SQL Server Expressとは?
SQL Serverには複数のエディションがあります。そのもっとも標準的なエディションから、データベースサーバーとして、開発と運用に必要な基本的な機能のみを抽出したものが無償のSQL Server Expressになります。
SQL Server Expressは、学習や、デスクトップおよび小規模サーバーアプリケーションの構築、ISVによる再配布などに使用することができます。
2.2 SQL Server Expressの種類
現在の最新のSQL Server 2008 R2 Expressでは、目的にあわせ複数種類のインストールパッケージが用意されています。
各インストールパッケージの内訳は以下のとおりです。
インストール イメージ | 説明 |
Microsoft SQL Server 2008 Express | DBエンジンのみ |
Microsoft SQL Server 2008 Express with Tools | DBエンジンとグラフィカルな管理ツール |
Microsoft SQL Server 2008 Express with Advanced Services | DBエンジンとグラフィカルな管理ツール、レポート、フルテキスト検索機能 |
Microsoft SQL Server 2008 Express Edition Service Pack 1 | DBエンジンのみ(SQL Server 2008 SP1 適用済) |
また、SQL Server 2008 R2 Expressに関連するその他のインストールパッケージには以下のものがあります。
インストールイメージ | 説明 |
Microsoft SQL Server 2008 Management Studio Express | グラフィカルな管理ツールのみ |
SQL Server 2008 Service Pack 1 | SQL Server 2008のサービスパック |
各インストールパッケージは以下のリンクから入手することができます。
SQL Server 2008 Express
- Microsoft SQL Server 2008 R2 Express
- Microsoft SQL Server 2008 R2 Express with Management Tools
- Microsoft SQL Server 2008 R2 Express with Advanced Services
関連ツール
まとめ
PHPコードからのSQL Serverへの接続については、サポートされていた関数が無くなってしまったり、代替えのドライバーがあっても若干の問題があったりと、なかなか気軽に利用できるという状況ではありませんでした。

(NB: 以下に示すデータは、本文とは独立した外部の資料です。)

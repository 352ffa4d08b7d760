//! field shapes
//!
//! a [`FieldShape`] describes one node of the response tree a caller wants
//! back. object shapes are resolved lazily, which lets a type refer to
//! itself (`Node { parent: Option<Node> }`) without building an infinite
//! value. shapes are built once and only read while a document is built.

use crate::ident::to_lower_camel_case;
use std::borrow::Cow;
use std::collections::{BTreeMap, HashMap, VecDeque};
use std::fmt;
use std::sync::Arc;

type Resolver = Arc<dyn Fn() -> Arc<ObjectShape> + Send + Sync>;

/// shape of one node in the response tree
#[derive(Clone)]
pub enum FieldShape {
    /// leaf value, selected by name only
    Scalar,
    /// composite record, expanded into a selection set
    Object(ObjectRef),
    /// nullable wrapper, contributes no syntax
    Optional(Box<FieldShape>),
    /// list wrapper, contributes no syntax
    List(Box<FieldShape>),
}

impl FieldShape {
    /// a leaf shape
    pub fn scalar() -> Self {
        FieldShape::Scalar
    }

    /// wrap a shape as nullable
    pub fn optional(inner: FieldShape) -> Self {
        FieldShape::Optional(Box::new(inner))
    }

    /// wrap a shape as a list
    pub fn list(inner: FieldShape) -> Self {
        FieldShape::List(Box::new(inner))
    }

    /// a lazily resolved object shape.
    ///
    /// `name` is the identity used for cycle detection, so two shapes with
    /// the same name are treated as the same type.
    pub fn object<F>(name: impl Into<Cow<'static, str>>, resolve: F) -> Self
    where
        F: Fn() -> ObjectShape + Send + Sync + 'static,
    {
        FieldShape::Object(ObjectRef {
            name: name.into(),
            resolve: Arc::new(move || Arc::new(resolve())),
        })
    }

    /// an eagerly built object shape, shared by every resolve
    pub fn record(shape: ObjectShape) -> Self {
        let shape = Arc::new(shape);
        FieldShape::Object(ObjectRef {
            name: shape.name.clone(),
            resolve: Arc::new(move || Arc::clone(&shape)),
        })
    }

    /// the shape of a [`Shaped`] type
    pub fn of<T: Shaped + ?Sized>() -> Self {
        T::shape()
    }

    /// strip one optional or list layer, if present
    pub fn unwrap_one(&self) -> &FieldShape {
        match self {
            FieldShape::Optional(inner) | FieldShape::List(inner) => &**inner,
            other => other,
        }
    }

    /// the object reference, if this shape is an object
    pub fn as_object(&self) -> Option<&ObjectRef> {
        match self {
            FieldShape::Object(object) => Some(object),
            _ => None,
        }
    }
}

impl fmt::Debug for FieldShape {
    fn fmt(&self, f: &mut fmt::Formatter<'_>) -> fmt::Result {
        match self {
            FieldShape::Scalar => f.write_str("Scalar"),
            FieldShape::Object(object) => write!(f, "Object({})", object.name),
            FieldShape::Optional(inner) => f.debug_tuple("Optional").field(inner).finish(),
            FieldShape::List(inner) => f.debug_tuple("List").field(inner).finish(),
        }
    }
}

/// named, lazily resolved reference to an [`ObjectShape`]
#[derive(Clone)]
pub struct ObjectRef {
    name: Cow<'static, str>,
    resolve: Resolver,
}

impl ObjectRef {
    /// type name, used as the cycle detection identity
    pub fn name(&self) -> &str {
        &self.name
    }

    /// build the object shape
    pub fn resolve(&self) -> Arc<ObjectShape> {
        (self.resolve)()
    }
}

impl PartialEq for ObjectRef {
    fn eq(&self, other: &Self) -> bool {
        self.name == other.name
    }
}

impl Eq for ObjectRef {}

impl fmt::Debug for ObjectRef {
    fn fmt(&self, f: &mut fmt::Formatter<'_>) -> fmt::Result {
        f.debug_tuple("ObjectRef").field(&self.name).finish()
    }
}

/// composite record with ordered members
#[derive(Debug, Clone)]
pub struct ObjectShape {
    name: Cow<'static, str>,
    scalar_marker: bool,
    members: Vec<Member>,
}

impl ObjectShape {
    /// create an empty object shape
    pub fn new(name: impl Into<Cow<'static, str>>) -> Self {
        Self {
            name: name.into(),
            scalar_marker: false,
            members: Vec::new(),
        }
    }

    /// mark the object as an opaque leaf.
    ///
    /// use this for types that decode themselves from a raw value (dates,
    /// custom ids); their members are never expanded.
    pub fn scalar(mut self) -> Self {
        self.scalar_marker = true;
        self
    }

    /// append a member
    pub fn member(mut self, member: Member) -> Self {
        self.members.push(member);
        self
    }

    /// append a named member
    pub fn field(self, name: impl Into<Cow<'static, str>>, shape: FieldShape) -> Self {
        self.member(Member::new(name, shape))
    }

    /// append a named member whose shape comes from a [`Shaped`] type
    pub fn field_of<T: Shaped + ?Sized>(self, name: impl Into<Cow<'static, str>>) -> Self {
        self.field(name, T::shape())
    }

    /// append an embedded member whose fields are spliced into this object
    pub fn embed(self, name: impl Into<Cow<'static, str>>, shape: FieldShape) -> Self {
        self.member(Member::embedded(name, shape))
    }

    pub fn name(&self) -> &str {
        &self.name
    }

    pub fn is_scalar_marker(&self) -> bool {
        self.scalar_marker
    }

    pub fn members(&self) -> &[Member] {
        &self.members
    }
}

/// one member of an [`ObjectShape`]
#[derive(Debug, Clone)]
pub struct Member {
    name: Cow<'static, str>,
    shape: FieldShape,
    wire_name: Option<Cow<'static, str>>,
    embedded: bool,
}

impl Member {
    /// a member selected under its lower camel case name
    pub fn new(name: impl Into<Cow<'static, str>>, shape: FieldShape) -> Self {
        Self {
            name: name.into(),
            shape,
            wire_name: None,
            embedded: false,
        }
    }

    /// a member whose fields are spliced into the parent selection set
    pub fn embedded(name: impl Into<Cow<'static, str>>, shape: FieldShape) -> Self {
        Self {
            embedded: true,
            ..Self::new(name, shape)
        }
    }

    /// select the member under an explicit name.
    ///
    /// the override is written verbatim, so it may carry arguments or an
    /// alias (`node(id:$id)`). an override on an embedded member turns it
    /// back into a regular field.
    pub fn rename(mut self, wire_name: impl Into<Cow<'static, str>>) -> Self {
        self.wire_name = Some(wire_name.into());
        self
    }

    pub fn name(&self) -> &str {
        &self.name
    }

    pub fn shape(&self) -> &FieldShape {
        &self.shape
    }

    pub fn wire_name(&self) -> Option<&str> {
        self.wire_name.as_deref()
    }

    /// true if the member splices into its parent
    pub fn is_embedded(&self) -> bool {
        self.embedded && self.wire_name.is_none()
    }

    /// the name written into the selection set
    pub fn selection_name(&self) -> Cow<'_, str> {
        match &self.wire_name {
            Some(wire_name) => Cow::Borrowed(wire_name.as_ref()),
            None => Cow::Owned(to_lower_camel_case(&self.name)),
        }
    }
}

/// types that describe their own response shape
///
/// ```
/// use gql_shape::{FieldShape, ObjectShape, Shaped};
///
/// struct Node {
///     id: String,
///     parent: Option<Box<Node>>,
/// }
///
/// impl Shaped for Node {
///     fn shape() -> FieldShape {
///         FieldShape::object("Node", || {
///             ObjectShape::new("Node")
///                 .field_of::<String>("id")
///                 .field_of::<Option<Box<Node>>>("parent")
///         })
///     }
/// }
///
/// assert_eq!(gql_shape::selection_set(&Node::shape()), "{id,parent{id}}");
/// ```
pub trait Shaped {
    fn shape() -> FieldShape;
}

macro_rules! scalar_shapes {
    ($($ty:ty),* $(,)?) => {
        $(
            impl Shaped for $ty {
                fn shape() -> FieldShape {
                    FieldShape::Scalar
                }
            }
        )*
    };
}

scalar_shapes!(
    bool, char, i8, i16, i32, i64, i128, isize, u8, u16, u32, u64, u128, usize, f32, f64, str,
    String, serde_json::Value,
);

impl<T: Shaped> Shaped for Option<T> {
    fn shape() -> FieldShape {
        FieldShape::optional(T::shape())
    }
}

impl<T: Shaped> Shaped for Vec<T> {
    fn shape() -> FieldShape {
        FieldShape::list(T::shape())
    }
}

impl<T: Shaped> Shaped for VecDeque<T> {
    fn shape() -> FieldShape {
        FieldShape::list(T::shape())
    }
}

impl<T: Shaped> Shaped for [T] {
    fn shape() -> FieldShape {
        FieldShape::list(T::shape())
    }
}

impl<T: Shaped, const N: usize> Shaped for [T; N] {
    fn shape() -> FieldShape {
        FieldShape::list(T::shape())
    }
}

impl<T: Shaped + ?Sized> Shaped for Box<T> {
    fn shape() -> FieldShape {
        T::shape()
    }
}

impl<T: Shaped + ?Sized> Shaped for Arc<T> {
    fn shape() -> FieldShape {
        T::shape()
    }
}

// maps decode from arbitrary json objects and cannot be expanded
impl<K, V> Shaped for HashMap<K, V> {
    fn shape() -> FieldShape {
        FieldShape::Scalar
    }
}

impl<K, V> Shaped for BTreeMap<K, V> {
    fn shape() -> FieldShape {
        FieldShape::Scalar
    }
}

#[cfg(test)]
mod tests {
    use super::*;

    #[test]
    fn test_wrappers_unwrap_one_layer() {
        let shape = FieldShape::of::<Option<Vec<String>>>();
        assert!(matches!(shape, FieldShape::Optional(_)));
        assert!(matches!(shape.unwrap_one(), FieldShape::List(_)));
        assert!(matches!(
            shape.unwrap_one().unwrap_one(),
            FieldShape::Scalar
        ));
    }

    #[test]
    fn test_box_is_transparent() {
        assert!(matches!(FieldShape::of::<Box<i32>>(), FieldShape::Scalar));
    }

    #[test]
    fn test_record_resolves_to_same_shape() {
        let shape = FieldShape::record(ObjectShape::new("User").field_of::<String>("Name"));
        let object = shape.as_object().expect("object");
        assert_eq!(object.name(), "User");
        let resolved = object.resolve();
        assert_eq!(resolved.members().len(), 1);
        assert_eq!(resolved.members()[0].name(), "Name");
        assert!(Arc::ptr_eq(&resolved, &object.resolve()));
    }

    #[test]
    fn test_object_identity_is_name() {
        let a = FieldShape::object("Node", || ObjectShape::new("Node"));
        let b = FieldShape::record(ObjectShape::new("Node").field_of::<i32>("Id"));
        assert_eq!(a.as_object(), b.as_object());
    }

    #[test]
    fn test_member_selection_name() {
        let plain = Member::new("UserID", FieldShape::Scalar);
        assert_eq!(plain.selection_name(), "userID");

        let renamed = Member::new("Viewer", FieldShape::Scalar).rename("me");
        assert_eq!(renamed.selection_name(), "me");
    }

    #[test]
    fn test_embedded_with_rename_is_not_embedded() {
        let embedded = Member::embedded("Common", FieldShape::Scalar);
        assert!(embedded.is_embedded());
        assert!(!embedded.rename("common").is_embedded());
    }

    #[test]
    fn test_debug_names_objects() {
        let shape = FieldShape::optional(FieldShape::object("Node", || ObjectShape::new("Node")));
        assert_eq!(format!("{shape:?}"), "Optional(Object(Node))");
    }
}
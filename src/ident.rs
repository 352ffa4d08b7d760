//! field name casing
//!
//! converts declared member names (`UserID`, `created_at`) into graphql
//! lower camel case (`userID`, `createdAt`).

/// convert a declared name to lower camel case.
///
/// words are split at lower -> upper transitions, at the end of an
/// uppercase run that is followed by a word (`URLPath` -> `URL`, `Path`),
/// and at underscores. acronym runs keep their casing except in the first
/// word, whose leading uppercase run is lowered.
pub fn to_lower_camel_case(name: &str) -> String {
    let mut out = String::with_capacity(name.len());
    for (index, word) in split_words(name).iter().enumerate() {
        if index == 0 {
            let mut chars = word.chars().peekable();
            while let Some(c) = chars.next_if(|c| c.is_uppercase()) {
                out.extend(c.to_lowercase());
            }
            out.extend(chars);
        } else {
            let mut chars = word.chars();
            if let Some(first) = chars.next() {
                out.extend(first.to_uppercase());
                out.extend(chars);
            }
        }
    }
    out
}

fn split_words(name: &str) -> Vec<&str> {
    let mut words = Vec::new();
    for part in name.split('_').filter(|part| !part.is_empty()) {
        let chars: Vec<(usize, char)> = part.char_indices().collect();
        let mut start = 0;
        for i in 0..chars.len() {
            let current = chars[i].1;
            let end_of_word = match (chars.get(i + 1), chars.get(i + 2)) {
                (None, _) => true,
                (Some(&(_, next)), _) if current.is_lowercase() && next.is_uppercase() => true,
                (Some(&(_, next)), Some(&(_, after)))
                    if current.is_uppercase() && next.is_uppercase() && after.is_lowercase() =>
                {
                    // plural of the ID acronym stays one word
                    !(current == 'I' && next == 'D' && after == 's' && chars.len() == i + 3)
                }
                _ => false,
            };
            if end_of_word {
                let end = chars.get(i + 1).map_or(part.len(), |&(offset, _)| offset);
                words.push(&part[start..end]);
                start = end;
            }
        }
    }
    words
}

しかし、現在マイクロソフトから提供されているSQL Server Driver for PHP Version 2.0では、それらの問題に対応していることはもちろん、PDOもサポートしているため、データベースに対するアプリケーションコードの相互運用性を高めることができるようになっています。
SQL Serverについても無償のSQL Expressが公開されているため、IIS上にSQL Serverを使用するPHPの開発環境を、コストをかけずに構築することができます。
開発環境の構築についても、さまざまなIIS拡張の提供、Web Platform Installerの登場により、今までよりも簡単に行えるようになっています。
この機会にぜひお試しください。